Histórias sexagenárias
O gestor cultural Cézar Prestes, 66 anos, morador do bairro Petrópolis, frequentava a Caverna desde os 24. Conheceu o bar e seu dono, Aristides Saldanha, e viu a própria família crescer junto com o empreendimento. Em 3 de outubro de 1986, foi com Aristides, apelidado de Ratão — alcunha que deu o nome ao local —, que Prestes comemorou a chegada da primeira filha, Mariana.
— Vim para casa depois do parto, ver nossa cachorrinha Laiza Minelli, que estava sozinha. Fui na Caverna comer um bauru e tomar um chope antes de dormir, e encontrei o Ratão ali. Estava fechando o bar, tinha acabado o chope. Ele tirou umas cervejas escondidas do estoque que ele chamava de reserva técnica, e quase tomamos um porre — relembra.
O ambiente familiar também atraía personalidades gaúchas de outras áreas para a Caverna. Apesar da disciplina com que Aristides tocava seu negócio, sempre havia espaço para a troca de ideias entre um pedido e outro.
— O Ratão era como se fosse a nossa cozinha de casa. Sentávamos no balcão e ficávamos conversando e vendo eles trabalharem. Esse diálogo com eles era muito legal, eu raramente ia para a mesa. Essa troca entre nós era terapêutica. Era tudo muito caseiro, familiar, ao mesmo tempo era um ambiente cultural e até político, de todos desarmados e à vontade para manterem conversas — comenta o gestor cultural, assinalando a única proibição que existia dentro da Caverna: — Não podia namorar de ficar se agarrando, trocar beijos. O limite era sentar de mão dada. Ele (Aristides) ficava sentado ouvindo um rádio de pilha e fiscalizando o movimento. Quando alguém se passava, ele ia até a mesa e perguntava se não queriam uma saideira ou já acertar a conta.

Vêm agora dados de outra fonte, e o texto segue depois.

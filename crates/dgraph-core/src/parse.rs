//! Plain-text edge lists.
//!
//! # Format
//!
//! One declaration per line:
//!
//! ```text
//! # comment
//! app lib
//! lib -> core
//! a -> b -> c
//! orphan
//! ```
//!
//! Two names separated by whitespace or by `->` declare an edge. A chain
//! `a -> b -> c` declares `a -> b` and `b -> c`. A lone name declares an
//! isolated node.
//!
//! Blank lines and lines starting with the comment prefix are skipped.
//! Trailing comments are not recognised; the prefix only counts at the start
//! of a line.
//!
//! Parsing yields borrowed names only. Mapping names to [`crate::Node`] ids is
//! the caller's job, since the graph itself never stores labels.

use crate::error::{GraphError, Result};

const ARROW: &str = "->";

/// One declaration from an edge list.
#[derive(Debug, Clone, Copy, PartialEq, Eq)]
pub enum Entry<'a> {
    /// A node named on a line by itself.
    Node(&'a str),
    /// An edge `src -> dst`.
    Edge(&'a str, &'a str),
}

/// Parse an edge list into declarations, in input order.
///
/// An empty `comment_prefix` disables comment handling.
///
/// # Errors
///
/// Returns [`GraphError::Parse`] with the 1-based line number for a line with
/// more than two whitespace-separated names and no arrow, or for an arrow
/// with a missing or multi-word endpoint.
pub fn parse_edge_list<'a>(input: &'a str, comment_prefix: &str) -> Result<Vec<Entry<'a>>> {
    let mut entries = Vec::new();

    for (idx, raw) in input.lines().enumerate() {
        let line = raw.trim();
        if line.is_empty() || (!comment_prefix.is_empty() && line.starts_with(comment_prefix)) {
            continue;
        }
        let line_no = idx + 1;

        if line.contains(ARROW) {
            let endpoints = line
                .split(ARROW)
                .map(|part| endpoint(part, line_no))
                .collect::<Result<Vec<_>>>()?;
            entries.extend(
                endpoints
                    .windows(2)
                    .map(|pair| Entry::Edge(pair[0], pair[1])),
            );
            continue;
        }

        let mut tokens = line.split_whitespace();
        match (tokens.next(), tokens.next(), tokens.next()) {
            (Some(node), None, None) => entries.push(Entry::Node(node)),
            (Some(src), Some(dst), None) => entries.push(Entry::Edge(src, dst)),
            _ => {
                return Err(GraphError::Parse {
                    line: line_no,
                    message: format!(
                        "expected `src dst` or `src -> dst`, found {} names",
                        line.split_whitespace().count()
                    ),
                });
            }
        }
    }

    Ok(entries)
}

fn endpoint(part: &str, line: usize) -> Result<&str> {
    let name = part.trim();
    if name.is_empty() {
        return Err(GraphError::Parse {
            line,
            message: "missing node name around `->`".to_string(),
        });
    }
    if name.split_whitespace().nth(1).is_some() {
        return Err(GraphError::Parse {
            line,
            message: format!("node name `{name}` contains whitespace"),
        });
    }
    Ok(name)
}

Assim como a maioria dos clientes, Cézar diminuiu o ritmo de visitas à Caverna durante a pandemia. Ele conta que sua última ida até a esquina da avenida Protásio Alves com a Rua Eça de Queiroz foi para buscar algum lanche, o qual não lembra qual era, em algum momento de 2021.

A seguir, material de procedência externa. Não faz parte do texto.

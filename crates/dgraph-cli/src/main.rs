#![forbid(unsafe_code)]

mod cmd;
mod config;
mod input;
mod output;

use std::env;

use clap::{CommandFactory, Parser, Subcommand};
use output::OutputMode;
use tracing::debug;
use tracing_subscriber::{EnvFilter, fmt, prelude::*};

#[derive(Parser, Debug)]
#[command(
    author,
    version,
    about = "dg: strongly connected components of dependency graphs",
    long_about = None
)]
struct Cli {
    /// Enable debug logging for dg.
    #[arg(short, long, global = true)]
    verbose: bool,

    /// Only log errors.
    #[arg(short, long, global = true, conflicts_with = "verbose")]
    quiet: bool,

    /// Emit JSON output (same as `--format json`).
    #[arg(long, global = true, hide = true)]
    json: bool,

    /// Output format.
    #[arg(long, global = true, value_enum)]
    format: Option<OutputMode>,

    #[command(subcommand)]
    command: Commands,
}

#[derive(Subcommand, Debug)]
enum Commands {
    #[command(
        next_help_heading = "Analyze",
        about = "List strongly connected components",
        long_about = "List every strongly connected component, dependencies before dependents.",
        after_help = "EXAMPLES:\n    # Components of an edge-list file\n    dg components deps.txt\n\n    # Read from stdin\n    printf 'a b\\nb a\\n' | dg components\n\n    # Emit machine-readable output\n    dg components deps.txt --json"
    )]
    Components(cmd::components::ComponentsArgs),

    #[command(
        next_help_heading = "Analyze",
        about = "List dependency cycles",
        long_about = "List components with more than one node, plus nodes that depend on themselves.",
        after_help = "EXAMPLES:\n    # Show cycles\n    dg cycles deps.txt\n\n    # Emit machine-readable output\n    dg cycles deps.txt --format json"
    )]
    Cycles(cmd::cycles::CyclesArgs),

    #[command(
        next_help_heading = "Analyze",
        about = "Print a dependency order",
        long_about = "Print every node with its dependencies first. Fails if the graph has a cycle.",
        after_help = "EXAMPLES:\n    # One node per line\n    dg order deps.txt --format text"
    )]
    Order(cmd::order::OrderArgs),

    #[command(
        next_help_heading = "Setup",
        about = "Generate shell completions",
        after_help = "EXAMPLES:\n    # Install bash completions\n    dg completions bash > ~/.local/share/bash-completion/completions/dg"
    )]
    Completions(cmd::completions::CompletionsArgs),
}

/// Default log directives when `DGRAPH_LOG` is unset.
///
/// The `dg` target prefix matches both the binary and `dgraph_core`.
fn default_directives(verbose: bool, quiet: bool) -> &'static str {
    if quiet {
        "error"
    } else if verbose || env::var("DEBUG").is_ok() {
        "dg=debug,info"
    } else {
        "dg=info,warn"
    }
}

fn init_tracing(verbose: bool, quiet: bool) {
    let filter = EnvFilter::try_from_env("DGRAPH_LOG")
        .unwrap_or_else(|_| EnvFilter::new(default_directives(verbose, quiet)));

    let format = env::var("DGRAPH_LOG_FORMAT").unwrap_or_else(|_| "compact".to_string());

    let registry = tracing_subscriber::registry().with(filter);

    match format.as_str() {
        "json" => {
            registry
                .with(fmt::layer().json().with_ansi(false).with_writer(std::io::stderr))
                .init();
        }
        _ => {
            registry
                .with(fmt::layer().compact().with_writer(std::io::stderr))
                .init();
        }
    }
}

fn main() -> anyhow::Result<()> {
    let cli = Cli::parse();
    init_tracing(cli.verbose, cli.quiet);

    let project_root = env::current_dir()?;
    let config = config::resolve_config(&project_root)?;
    let output = output::resolve_output_mode(cli.format, cli.json, config.user.format.as_deref());
    debug!(?output, root = %project_root.display(), "resolved configuration");

    match cli.command {
        Commands::Components(ref args) => {
            cmd::components::run_components(args, output, &config.project)
        }
        Commands::Cycles(ref args) => cmd::cycles::run_cycles(args, output, &config.project),
        Commands::Order(ref args) => cmd::order::run_order(args, output, &config.project),
        Commands::Completions(args) => {
            let mut command = Cli::command();
            cmd::completions::run_completions(args.shell, &mut command)
        }
    }
}

#[cfg(test)]
mod tests {
    use super::*;

    #[test]
    fn json_flag_parses_after_subcommand() {
        let cli = Cli::parse_from(["dg", "components", "deps.txt", "--json"]);
        assert!(cli.json);
        assert!(matches!(cli.command, Commands::Components(_)));
    }

    #[test]
    fn format_flag_parses_before_subcommand() {
        let cli = Cli::parse_from(["dg", "--format", "text", "cycles"]);
        assert_eq!(cli.format, Some(OutputMode::Text));
        assert!(matches!(cli.command, Commands::Cycles(_)));
    }

    #[test]
    fn verbose_and_quiet_conflict() {
        assert!(Cli::try_parse_from(["dg", "-v", "-q", "order"]).is_err());
    }

    #[test]
    fn quiet_wins_default_directives() {
        assert_eq!(default_directives(false, true), "error");
        assert_eq!(default_directives(true, false), "dg=debug,info");
    }

    #[test]
    fn completions_requires_shell() {
        assert!(Cli::try_parse_from(["dg", "completions"]).is_err());
        let cli = Cli::parse_from(["dg", "completions", "zsh"]);
        assert!(matches!(cli.command, Commands::Completions(_)));
    }

    #[test]
    fn cli_definition_is_consistent() {
        Cli::command().debug_assert();
    }
}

— É muito triste, pois aquele lugar é parte da nossa história como porto-alegrenses — lamenta.
Desafios da modernidade
No aplicativo que conecta clientes aos restaurantes, o Bar Caverna do Ratão não apresenta cardápio nem a opção de retirada no local. Apenas as informações de valor mínimo para fazer pedidos (R$ 20 + a entrega do aplicativo, que custa R$ 7,99) e horário de funcionamento (segunda a sexta, 17h até 23h) estão disponíveis. Desde novembro de 2020 no catálogo do iFood, já recebeu 29 avaliações de clientes, todas com a nota máxima (cinco estrelas).
A reportagem tentou perguntar para Vera quais produtos deverão ser oferecidos no cardápio das plataformas de entrega de comida, qual será o destino do imóvel onde é a Caverna do Ratão desde 1955 e de onde seguirão as operações do icônico bar, mas obteve como resposta apenas um agradecimento aos parceiros comerciais e clientes.
Leia a nota enviada por Vera:
“Estamos finalizando nossa longa temporada marcando presença nas noites da Protásio Alves. Infelizmente, assim como outros comércios, fomos vítimas da baixa de movimento que vem acompanhada dos últimos anos. Temos grande carinho por todas pessoas que construíram as histórias dentro do nosso estabelecimento e, a princípio, mantemos nossos serviços pelo Ifood (e em breve outras plataformas).
Agradecemos a grande parceria que foi o Jornal do Comércio, a Zero Hora e outros veículos de comunicação. Durante esses anos tivemos também o apoio da Brahma e da Schin, e juntos pudemos conquistar diversos prêmios inéditos de melhor chopp da capital.
Aos companheiros do Açougue Manía de Gaúcho que além de fornecedores de qualidade também nos ajudaram muito nesses últimos anos.
Por último mas não menos importante, agradecer aos familiares que deram a vida por esse estabelecimento e a todos amigos que aqui fizemos. Por hora é isso.”